Further levels of interpretative difficulty lurk beneath the handwriting. The author’s annoyance at having to write in the first place comes through clearly. He has been asked many times by Dutch-Paris, the Dutch government and even the Americans for reports, when all he wants to do is focus on his university studies. He is also offended by some of the payments made to some members of Dutch-Paris at the liberation, at a time when he himself was captive in a concentration camp. And he’s angry that he has not been reimbursed for the 500 Belgian francs and 50 Dutch guilders that the Germans took from him when they arrested him.

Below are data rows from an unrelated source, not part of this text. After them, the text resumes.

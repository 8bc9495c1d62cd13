use chrono::{DateTime, Utc};
use serde::{Deserialize, Serialize};
use utoipa::ToSchema;
use uuid::Uuid;
use validator::Validate;

use crate::features::inbox::models::{InboxRow, Message};
use crate::shared::relations::{normalize_relation, relation_str};
use crate::shared::validation::MESSAGE_TYPE_REGEX;

// =============================================================================
// MARK READ
// =============================================================================

#[derive(Debug, Clone, Serialize, Deserialize, ToSchema)]
pub struct MarkReadMeta {
    pub generated_at: DateTime<Utc>,
    pub user_id: Uuid,
}

#[derive(Debug, Clone, Serialize, Deserialize, ToSchema)]
pub struct MarkReadResponseDto {
    pub success: bool,
    /// Number of messages flipped from unread to read
    pub marked_count: i64,
    pub meta: MarkReadMeta,
}

// =============================================================================
// UNREAD COUNT
// =============================================================================

#[derive(Debug, Clone, Serialize, Deserialize, ToSchema)]
pub struct UnreadCountMeta {
    pub generated_at: DateTime<Utc>,
    pub cache_key: String,
    /// Watermark of the last mark-read (epoch when never marked)
    pub last_seen_inbox: DateTime<Utc>,
}

#[derive(Debug, Clone, Serialize, Deserialize, ToSchema)]
pub struct UnreadCountResponseDto {
    pub count: i64,
    pub meta: UnreadCountMeta,
}

// =============================================================================
// LISTING
// =============================================================================

/// Keyset position of a listed message.
///
/// Messages order by `(created_at, id)` descending; ids break timestamp ties.
#[derive(Debug, Clone, Copy, PartialEq, Eq, Serialize, Deserialize, ToSchema)]
#[serde(rename_all = "camelCase")]
pub struct InboxCursor {
    pub created_at: DateTime<Utc>,
    pub id: Uuid,
}

impl InboxCursor {
    /// True when `(created_at, id)` sorts strictly after this cursor in the listing
    pub fn precedes(&self, created_at: DateTime<Utc>, id: Uuid) -> bool {
        (created_at, id) < (self.created_at, self.id)
    }
}

/// Request body for the inbox listing
#[derive(Debug, Clone, Default, Serialize, Deserialize, ToSchema)]
#[serde(rename_all = "camelCase")]
pub struct ListMessagesRequestDto {
    /// Inbox owner; must be the authenticated user
    pub user_id: Option<Uuid>,
    /// Page size (default 50, max 100)
    pub limit: Option<i64>,
    /// Exclusive cursor copied from a previous page's `next_cursor`
    pub before: Option<InboxCursor>,
}

#[derive(Debug, Clone, PartialEq, Serialize, Deserialize, ToSchema)]
pub struct SenderSummaryDto {
    pub id: Uuid,
    pub username: String,
    pub display_name: Option<String>,
    pub avatar_url: Option<String>,
}

#[derive(Debug, Clone, PartialEq, Serialize, Deserialize, ToSchema)]
pub struct ClubSummaryDto {
    pub id: Uuid,
    pub name: String,
}

/// Message as shown in the inbox, with sender and club flattened in
#[derive(Debug, Clone, Serialize, Deserialize, ToSchema)]
pub struct InboxMessageDto {
    pub id: Uuid,
    pub sender_id: Uuid,
    pub receiver_id: Uuid,
    pub subject: Option<String>,
    pub message: String,
    pub message_type: String,
    pub club_id: Option<Uuid>,
    pub is_read: bool,
    pub created_at: DateTime<Utc>,
    pub updated_at: DateTime<Utc>,
    pub sender: Option<SenderSummaryDto>,
    pub club: Option<ClubSummaryDto>,
    pub sender_username: Option<String>,
    pub sender_display_name: Option<String>,
    pub sender_avatar_url: Option<String>,
    pub club_name: Option<String>,
}

impl From<InboxRow> for InboxMessageDto {
    fn from(row: InboxRow) -> Self {
        let sender_value = normalize_relation(row.sender);
        let club_value = normalize_relation(row.club);

        let sender_username = relation_str(sender_value.as_ref(), "username");
        let sender_display_name = relation_str(sender_value.as_ref(), "display_name");
        let sender_avatar_url = relation_str(sender_value.as_ref(), "avatar_url");
        let club_name = relation_str(club_value.as_ref(), "name");

        let sender = sender_value.and_then(|value| {
            serde_json::from_value::<SenderSummaryDto>(value)
                .map_err(|e| tracing::warn!(message_id = %row.message.id, "Malformed sender relation: {}", e))
                .ok()
        });
        let club = club_value.and_then(|value| {
            serde_json::from_value::<ClubSummaryDto>(value)
                .map_err(|e| tracing::warn!(message_id = %row.message.id, "Malformed club relation: {}", e))
                .ok()
        });

        let m = row.message;
        Self {
            id: m.id,
            sender_id: m.sender_id,
            receiver_id: m.receiver_id,
            subject: m.subject,
            message: m.message,
            message_type: m.message_type,
            club_id: m.club_id,
            is_read: m.is_read,
            created_at: m.created_at,
            updated_at: m.updated_at,
            sender,
            club,
            sender_username,
            sender_display_name,
            sender_avatar_url,
            club_name,
        }
    }
}

#[derive(Debug, Clone, Serialize, Deserialize, ToSchema)]
pub struct InboxListMeta {
    pub generated_at: DateTime<Utc>,
    pub cache_key: String,
    /// Messages in this page
    pub count: usize,
    pub limit: i64,
    /// Pass as `before` to fetch the next page; null on the last page
    pub next_cursor: Option<InboxCursor>,
}

#[derive(Debug, Clone, Serialize, Deserialize, ToSchema)]
pub struct ListMessagesResponseDto {
    pub messages: Vec<InboxMessageDto>,
    pub meta: InboxListMeta,
}

// =============================================================================
// SEND
// =============================================================================

#[derive(Debug, Clone, Serialize, Deserialize, Validate, ToSchema)]
#[serde(rename_all = "camelCase")]
pub struct SendMessageDto {
    pub receiver_id: Uuid,

    #[validate(length(max = 200, message = "Subject must not exceed 200 characters"))]
    pub subject: Option<String>,

    #[validate(length(min = 1, max = 5000, message = "Message must be 1-5000 characters"))]
    pub message: String,

    /// Lowercase tag such as `direct` or `club_invite` (default `direct`)
    #[validate(regex(
        path = *MESSAGE_TYPE_REGEX,
        message = "Message type must be 1-32 lowercase letters or underscores"
    ))]
    pub message_type: Option<String>,

    pub club_id: Option<Uuid>,
}

/// A stored message
#[derive(Debug, Clone, Serialize, Deserialize, ToSchema)]
pub struct MessageResponseDto {
    pub id: Uuid,
    pub sender_id: Uuid,
    pub receiver_id: Uuid,
    pub subject: Option<String>,
    pub message: String,
    pub message_type: String,
    pub club_id: Option<Uuid>,
    pub is_read: bool,
    pub created_at: DateTime<Utc>,
    pub updated_at: DateTime<Utc>,
}

impl From<Message> for MessageResponseDto {
    fn from(m: Message) -> Self {
        Self {
            id: m.id,
            sender_id: m.sender_id,
            receiver_id: m.receiver_id,
            subject: m.subject,
            message: m.message,
            message_type: m.message_type,
            club_id: m.club_id,
            is_read: m.is_read,
            created_at: m.created_at,
            updated_at: m.updated_at,
        }
    }
}

// =============================================================================
// REALTIME
// =============================================================================

#[derive(Debug, Clone, Copy, PartialEq, Eq, Serialize, Deserialize, ToSchema)]
#[serde(rename_all = "snake_case")]
pub enum InboxAction {
    MarkRead,
    NewMessage,
}

/// Payload broadcast on `inbox:{userId}`
#[derive(Debug, Clone, PartialEq, Serialize, Deserialize, ToSchema)]
#[serde(rename_all = "camelCase")]
pub struct InboxEventDto {
    pub user_id: Uuid,
    pub action: InboxAction,
    #[serde(skip_serializing_if = "Option::is_none")]
    pub marked_count: Option<i64>,
    #[serde(skip_serializing_if = "Option::is_none")]
    pub message_id: Option<Uuid>,
    pub timestamp: DateTime<Utc>,
}

impl InboxEventDto {
    pub fn mark_read(user_id: Uuid, marked_count: i64) -> Self {
        Self {
            user_id,
            action: InboxAction::MarkRead,
            marked_count: Some(marked_count),
            message_id: None,
            timestamp: Utc::now(),
        }
    }

    pub fn new_message(receiver_id: Uuid, message_id: Uuid) -> Self {
        Self {
            user_id: receiver_id,
            action: InboxAction::NewMessage,
            marked_count: None,
            message_id: Some(message_id),
            timestamp: Utc::now(),
        }
    }
}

Weidner replied that he would get his money back for him (from the Dutch government rather than the Germans), but first he needed a report. Then Moun, Weidner’s lieutenant in Belgium, wrote with his home phone number to ask the author to call him. That’s the end of the file.

And that’s one of the great potholes of researching the twentieth century: the telephone. The historian is inundated with typed and duplicated reports, letters, receipts, white papers, memoranda etc, etc, etc. But if someone said something, or agreed to something, or revealed something over an untapped telephone, it is lost to history.

If I come across an entry for the payment of 500 Belgian francs and 50 Dutch guilders to a certain member of Dutch-Paris in a carefully kept Dutch account book, we’ll know that he got his money. But how or where I’d find out what information Weidner so persistently wanted from him, I do not know.